Prompt: Give back the data in full, with every line exact.

Material shown:
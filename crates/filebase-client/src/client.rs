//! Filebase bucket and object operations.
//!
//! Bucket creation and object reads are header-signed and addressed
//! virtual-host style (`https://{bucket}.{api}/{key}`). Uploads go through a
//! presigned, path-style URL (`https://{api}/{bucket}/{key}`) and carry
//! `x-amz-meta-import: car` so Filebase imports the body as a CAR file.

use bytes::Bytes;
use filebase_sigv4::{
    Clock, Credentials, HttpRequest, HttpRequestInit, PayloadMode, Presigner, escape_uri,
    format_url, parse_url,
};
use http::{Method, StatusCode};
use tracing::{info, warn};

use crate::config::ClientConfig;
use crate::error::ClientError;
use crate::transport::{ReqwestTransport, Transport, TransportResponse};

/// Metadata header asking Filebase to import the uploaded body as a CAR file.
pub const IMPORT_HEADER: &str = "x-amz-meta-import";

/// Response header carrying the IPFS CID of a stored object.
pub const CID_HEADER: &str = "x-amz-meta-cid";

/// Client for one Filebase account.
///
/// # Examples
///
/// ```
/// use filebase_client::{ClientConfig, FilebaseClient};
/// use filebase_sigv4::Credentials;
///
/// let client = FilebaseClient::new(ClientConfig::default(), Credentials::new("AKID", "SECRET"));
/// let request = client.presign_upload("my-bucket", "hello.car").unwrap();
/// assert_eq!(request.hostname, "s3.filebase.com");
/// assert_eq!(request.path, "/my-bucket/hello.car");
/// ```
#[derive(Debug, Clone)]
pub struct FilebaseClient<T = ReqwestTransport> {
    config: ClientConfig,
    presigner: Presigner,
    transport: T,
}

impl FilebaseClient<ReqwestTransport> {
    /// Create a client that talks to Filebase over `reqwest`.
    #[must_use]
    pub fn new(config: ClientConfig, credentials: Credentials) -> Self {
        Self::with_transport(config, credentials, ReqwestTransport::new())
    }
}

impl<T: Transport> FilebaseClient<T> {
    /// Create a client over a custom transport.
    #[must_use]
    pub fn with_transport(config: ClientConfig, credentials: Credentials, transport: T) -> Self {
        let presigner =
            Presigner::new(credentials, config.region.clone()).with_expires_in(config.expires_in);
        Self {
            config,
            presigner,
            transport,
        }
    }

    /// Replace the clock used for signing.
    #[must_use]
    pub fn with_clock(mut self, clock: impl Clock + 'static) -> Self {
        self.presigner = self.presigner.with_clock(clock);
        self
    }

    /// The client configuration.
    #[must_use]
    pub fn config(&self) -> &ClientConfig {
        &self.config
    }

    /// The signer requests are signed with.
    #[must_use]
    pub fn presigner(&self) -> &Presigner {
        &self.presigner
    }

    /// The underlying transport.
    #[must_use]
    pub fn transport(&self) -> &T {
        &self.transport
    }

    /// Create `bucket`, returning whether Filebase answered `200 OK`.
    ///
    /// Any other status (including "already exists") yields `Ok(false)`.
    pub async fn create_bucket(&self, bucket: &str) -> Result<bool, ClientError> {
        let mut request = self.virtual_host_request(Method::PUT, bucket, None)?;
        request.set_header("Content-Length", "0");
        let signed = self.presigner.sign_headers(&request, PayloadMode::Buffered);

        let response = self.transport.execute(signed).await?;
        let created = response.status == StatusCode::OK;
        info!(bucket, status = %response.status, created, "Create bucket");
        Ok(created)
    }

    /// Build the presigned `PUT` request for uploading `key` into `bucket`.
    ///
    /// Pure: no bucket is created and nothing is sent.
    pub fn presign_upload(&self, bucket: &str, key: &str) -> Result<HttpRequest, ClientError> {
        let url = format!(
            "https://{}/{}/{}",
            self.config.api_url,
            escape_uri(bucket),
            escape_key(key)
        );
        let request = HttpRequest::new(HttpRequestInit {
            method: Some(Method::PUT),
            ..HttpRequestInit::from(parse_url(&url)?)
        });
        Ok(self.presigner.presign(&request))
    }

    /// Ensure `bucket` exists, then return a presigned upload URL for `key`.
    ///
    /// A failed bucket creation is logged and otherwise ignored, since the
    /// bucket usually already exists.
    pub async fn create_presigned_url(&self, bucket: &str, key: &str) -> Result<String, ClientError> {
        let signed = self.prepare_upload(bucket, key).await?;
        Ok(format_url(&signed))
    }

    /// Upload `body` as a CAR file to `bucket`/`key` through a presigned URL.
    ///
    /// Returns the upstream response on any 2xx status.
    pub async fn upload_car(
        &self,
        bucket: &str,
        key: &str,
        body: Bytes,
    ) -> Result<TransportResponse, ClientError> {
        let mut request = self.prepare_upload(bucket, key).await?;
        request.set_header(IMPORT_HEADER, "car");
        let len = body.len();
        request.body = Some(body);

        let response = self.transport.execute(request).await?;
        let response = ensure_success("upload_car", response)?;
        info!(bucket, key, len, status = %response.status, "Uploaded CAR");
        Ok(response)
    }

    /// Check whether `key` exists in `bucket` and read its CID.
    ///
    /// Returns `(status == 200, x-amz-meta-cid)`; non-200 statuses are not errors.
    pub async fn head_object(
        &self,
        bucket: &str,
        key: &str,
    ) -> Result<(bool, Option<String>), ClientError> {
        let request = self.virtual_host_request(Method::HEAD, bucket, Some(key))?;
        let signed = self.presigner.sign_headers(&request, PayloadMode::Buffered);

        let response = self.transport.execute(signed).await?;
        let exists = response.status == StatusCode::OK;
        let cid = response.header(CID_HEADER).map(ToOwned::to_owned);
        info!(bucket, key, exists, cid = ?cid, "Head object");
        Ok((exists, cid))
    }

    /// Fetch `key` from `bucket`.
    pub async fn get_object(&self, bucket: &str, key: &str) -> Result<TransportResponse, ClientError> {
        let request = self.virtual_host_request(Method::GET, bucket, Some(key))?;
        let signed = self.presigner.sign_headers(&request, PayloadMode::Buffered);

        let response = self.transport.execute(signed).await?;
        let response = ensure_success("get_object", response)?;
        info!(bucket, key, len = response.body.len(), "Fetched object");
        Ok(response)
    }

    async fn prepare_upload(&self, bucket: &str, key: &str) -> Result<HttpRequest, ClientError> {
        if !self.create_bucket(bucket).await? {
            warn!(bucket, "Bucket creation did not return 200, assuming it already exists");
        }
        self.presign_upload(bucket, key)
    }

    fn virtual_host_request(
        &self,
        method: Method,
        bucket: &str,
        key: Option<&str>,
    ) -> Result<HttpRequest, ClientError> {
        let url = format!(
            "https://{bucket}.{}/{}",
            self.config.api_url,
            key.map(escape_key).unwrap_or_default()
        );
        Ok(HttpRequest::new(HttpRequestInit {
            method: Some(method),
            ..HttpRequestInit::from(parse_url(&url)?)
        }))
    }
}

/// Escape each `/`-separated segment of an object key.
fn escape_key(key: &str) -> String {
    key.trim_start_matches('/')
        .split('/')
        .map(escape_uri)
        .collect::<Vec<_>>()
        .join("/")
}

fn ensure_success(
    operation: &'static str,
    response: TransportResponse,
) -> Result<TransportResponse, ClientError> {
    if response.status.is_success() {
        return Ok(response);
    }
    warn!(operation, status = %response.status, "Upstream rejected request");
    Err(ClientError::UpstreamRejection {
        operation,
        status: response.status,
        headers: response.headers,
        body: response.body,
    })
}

Answer to this problem:
filename crates/filebase-client/src/client.rs
//! Filebase bucket and object operations.
//!
//! Bucket creation and object reads are header-signed and addressed
//! virtual-host style (`https://{bucket}.{api}/{key}`). Uploads go through a
//! presigned, path-style URL (`https://{api}/{bucket}/{key}`) and carry
//! `x-amz-meta-import: car` so Filebase imports the body as a CAR file.

use bytes::Bytes;
use filebase_sigv4::{
    Clock, Credentials, HttpRequest, HttpRequestInit, PayloadMode, Presigner, escape_uri,
    format_url, parse_url,
};
use http::{Method, StatusCode};
use tracing::{info, warn};

use crate::config::ClientConfig;
use crate::error::ClientError;
use crate::transport::{ReqwestTransport, Transport, TransportResponse};

/// Metadata header asking Filebase to import the uploaded body as a CAR file.
pub const IMPORT_HEADER: &str = "x-amz-meta-import";

/// Response header carrying the IPFS CID of a stored object.
pub const CID_HEADER: &str = "x-amz-meta-cid";

/// Client for one Filebase account.
///
/// # Examples
///
/// ```
/// use filebase_client::{ClientConfig, FilebaseClient};
/// use filebase_sigv4::Credentials;
///
/// let client = FilebaseClient::new(ClientConfig::default(), Credentials::new("AKID", "SECRET"));
/// let request = client.presign_upload("my-bucket", "hello.car").unwrap();
/// assert_eq!(request.hostname, "s3.filebase.com");
/// assert_eq!(request.path, "/my-bucket/hello.car");
/// ```
#[derive(Debug, Clone)]
pub struct FilebaseClient<T = ReqwestTransport> {
    config: ClientConfig,
    presigner: Presigner,
    transport: T,
}

impl FilebaseClient<ReqwestTransport> {
    /// Create a client that talks to Filebase over `reqwest`.
    #[must_use]
    pub fn new(config: ClientConfig, credentials: Credentials) -> Self {
        Self::with_transport(config, credentials, ReqwestTransport::new())
    }
}

impl<T: Transport> FilebaseClient<T> {
    /// Create a client over a custom transport.
    #[must_use]
    pub fn with_transport(config: ClientConfig, credentials: Credentials, transport: T) -> Self {
        let presigner =
            Presigner::new(credentials, config.region.clone()).with_expires_in(config.expires_in);
        Self {
            config,
            presigner,
            transport,
        }
    }

    /// Replace the clock used for signing.
    #[must_use]
    pub fn with_clock(mut self, clock: impl Clock + 'static) -> Self {
        self.presigner = self.presigner.with_clock(clock);
        self
    }

    /// The client configuration.
    #[must_use]
    pub fn config(&self) -> &ClientConfig {
        &self.config
    }

    /// The signer requests are signed with.
    #[must_use]
    pub fn presigner(&self) -> &Presigner {
        &self.presigner
    }

    /// The underlying transport.
    #[must_use]
    pub fn transport(&self) -> &T {
        &self.transport
    }

    /// Create `bucket`, returning whether Filebase answered `200 OK`.
    ///
    /// Any other status (including "already exists") yields `Ok(false)`.
    pub async fn create_bucket(&self, bucket: &str) -> Result<bool, ClientError> {
        let mut request = self.virtual_host_request(Method::PUT, bucket, None)?;
        request.set_header("Content-Length", "0");
        let signed = self.presigner.sign_headers(&request, PayloadMode::Buffered);

        let response = self.transport.execute(signed).await?;
        let created = response.status == StatusCode::OK;
        info!(bucket, status = %response.status, created, "Create bucket");
        Ok(created)
    }

    /// Build the presigned `PUT` request for uploading `key` into `bucket`.
    ///
    /// Pure: no bucket is created and nothing is sent.
    pub fn presign_upload(&self, bucket: &str, key: &str) -> Result<HttpRequest, ClientError> {
        let url = format!(
            "https://{}/{}/{}",
            self.config.api_url,
            escape_uri(bucket),
            escape_key(key)
        );
        let request = HttpRequest::new(HttpRequestInit {
            method: Some(Method::PUT),
            ..HttpRequestInit::from(parse_url(&url)?)
        });
        Ok(self.presigner.presign(&request))
    }

    /// Ensure `bucket` exists, then return a presigned upload URL for `key`.
    ///
    /// A failed bucket creation is logged and otherwise ignored, since the
    /// bucket usually already exists.
    pub async fn create_presigned_url(&self, bucket: &str, key: &str) -> Result<String, ClientError> {
        let signed = self.prepare_upload(bucket, key).await?;
        Ok(format_url(&signed))
    }

    /// Upload `body` as a CAR file to `bucket`/`key` through a presigned URL.
    ///
    /// Returns the upstream response on any 2xx status.
    pub async fn upload_car(
        &self,
        bucket: &str,
        key: &str,
        body: Bytes,
    ) -> Result<TransportResponse, ClientError> {
        let mut request = self.prepare_upload(bucket, key).await?;
        request.set_header(IMPORT_HEADER, "car");
        let len = body.len();
        request.body = Some(body);

        let response = self.transport.execute(request).await?;
        let response = ensure_success("upload_car", response)?;
        info!(bucket, key, len, status = %response.status, "Uploaded CAR");
        Ok(response)
    }

    /// Check whether `key` exists in `bucket` and read its CID.
    ///
    /// Returns `(status == 200, x-amz-meta-cid)`; non-200 statuses are not errors.
    pub async fn head_object(
        &self,
        bucket: &str,
        key: &str,
    ) -> Result<(bool, Option<String>), ClientError> {
        let request = self.virtual_host_request(Method::HEAD, bucket, Some(key))?;
        let signed = self.presigner.sign_headers(&request, PayloadMode::Buffered);

        let response = self.transport.execute(signed).await?;
        let exists = response.status == StatusCode::OK;
        let cid = response.header(CID_HEADER).map(ToOwned::to_owned);
        info!(bucket, key, exists, cid = ?cid, "Head object");
        Ok((exists, cid))
    }

    /// Fetch `key` from `bucket`.
    pub async fn get_object(&self, bucket: &str, key: &str) -> Result<TransportResponse, ClientError> {
        let request = self.virtual_host_request(Method::GET, bucket, Some(key))?;
        let signed = self.presigner.sign_headers(&request, PayloadMode::Buffered);

        let response = self.transport.execute(signed).await?;
        let response = ensure_success("get_object", response)?;
        info!(bucket, key, len = response.body.len(), "Fetched object");
        Ok(response)
    }

    async fn prepare_upload(&self, bucket: &str, key: &str) -> Result<HttpRequest, ClientError> {
        if !self.create_bucket(bucket).await? {
            warn!(bucket, "Bucket creation did not return 200, assuming it already exists");
        }
        self.presign_upload(bucket, key)
    }

    fn virtual_host_request(
        &self,
        method: Method,
        bucket: &str,
        key: Option<&str>,
    ) -> Result<HttpRequest, ClientError> {
        let url = format!(
            "https://{bucket}.{}/{}",
            self.config.api_url,
            key.map(escape_key).unwrap_or_default()
        );
        Ok(HttpRequest::new(HttpRequestInit {
            method: Some(method),
            ..HttpRequestInit::from(parse_url(&url)?)
        }))
    }
}

/// Escape each `/`-separated segment of an object key.
fn escape_key(key: &str) -> String {
    key.trim_start_matches('/')
        .split('/')
        .map(escape_uri)
        .collect::<Vec<_>>()
        .join("/")
}

fn ensure_success(
    operation: &'static str,
    response: TransportResponse,
) -> Result<TransportResponse, ClientError> {
    if response.status.is_success() {
        return Ok(response);
    }
    warn!(operation, status = %response.status, "Upstream rejected request");
    Err(ClientError::UpstreamRejection {
        operation,
        status: response.status,
        headers: response.headers,
        body: response.body,
    })
}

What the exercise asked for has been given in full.